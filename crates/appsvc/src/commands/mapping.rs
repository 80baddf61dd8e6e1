//! Expand and flatten command handlers.

use serde::Serialize;
use serde_json::Value;

use appsvc_api::web;
use appsvc_core::{SiteConfig, decode_site_config, expand_site_config, flatten_site_config};

use crate::cli::{ExpandArgs, FlattenArgs, GlobalOpts};
use crate::error::CliError;
use crate::output;

use super::output_format;

/// Key holding the user's block list in an input document.
const SITE_CONFIG_KEY: &str = "site_config";

/// Key an ARM resource envelope nests the SiteConfig body under.
const PROPERTIES_KEY: &str = "properties";

static NULL: Value = Value::Null;

#[derive(Debug, Serialize)]
struct FlattenedDocument {
    site_config: Vec<SiteConfig>,
}

// ── Document shapes ──────────────────────────────────────────────────

/// The `site_config` value of an input document; a missing key reads as null.
fn site_config_value(document: &Value) -> Result<&Value, CliError> {
    match document {
        Value::Null => Ok(&NULL),
        Value::Object(map) => Ok(map.get(SITE_CONFIG_KEY).unwrap_or(&NULL)),
        _ => Err(CliError::Validation {
            field: "document".into(),
            reason: format!("expected a table with a `{SITE_CONFIG_KEY}` key"),
        }),
    }
}

/// Parse an API payload, unwrapping an ARM resource envelope when present.
fn wire_site_config(document: Value) -> Result<Option<web::SiteConfig>, CliError> {
    let body = match document {
        Value::Object(mut map) if map.get(PROPERTIES_KEY).is_some_and(Value::is_object) => {
            map.remove(PROPERTIES_KEY).unwrap_or_default()
        }
        other => other,
    };
    serde_json::from_value(body).map_err(CliError::Payload)
}

// ── Handlers ─────────────────────────────────────────────────────────

pub fn expand(args: &ExpandArgs, global: &GlobalOpts) -> Result<(), CliError> {
    let document = appsvc_config::load_document(&args.file)?;
    let configs = decode_site_config(site_config_value(&document)?)?;
    let wire = expand_site_config(&configs)?;

    tracing::info!(
        blocks = configs.len(),
        restrictions = wire.ip_security_restrictions.as_ref().map_or(0, Vec::len),
        "expanded site_config"
    );
    output::print_output(&output::render(output_format(global), &wire)?, global.quiet)
}

pub fn flatten(args: &FlattenArgs, global: &GlobalOpts) -> Result<(), CliError> {
    let document = appsvc_config::load_document(&args.file)?;
    let wire = wire_site_config(document)?;
    let site_config = flatten_site_config(wire.as_ref())?;

    tracing::info!(blocks = site_config.len(), "flattened SiteConfig");
    let flattened = FlattenedDocument { site_config };
    output::print_output(&output::render(output_format(global), &flattened)?, global.quiet)
}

__________

Copy out each line of the data that includes the string "input".

/// Key holding the user's block list in an input document.
/// The `site_config` value of an input document; a missing key reads as null.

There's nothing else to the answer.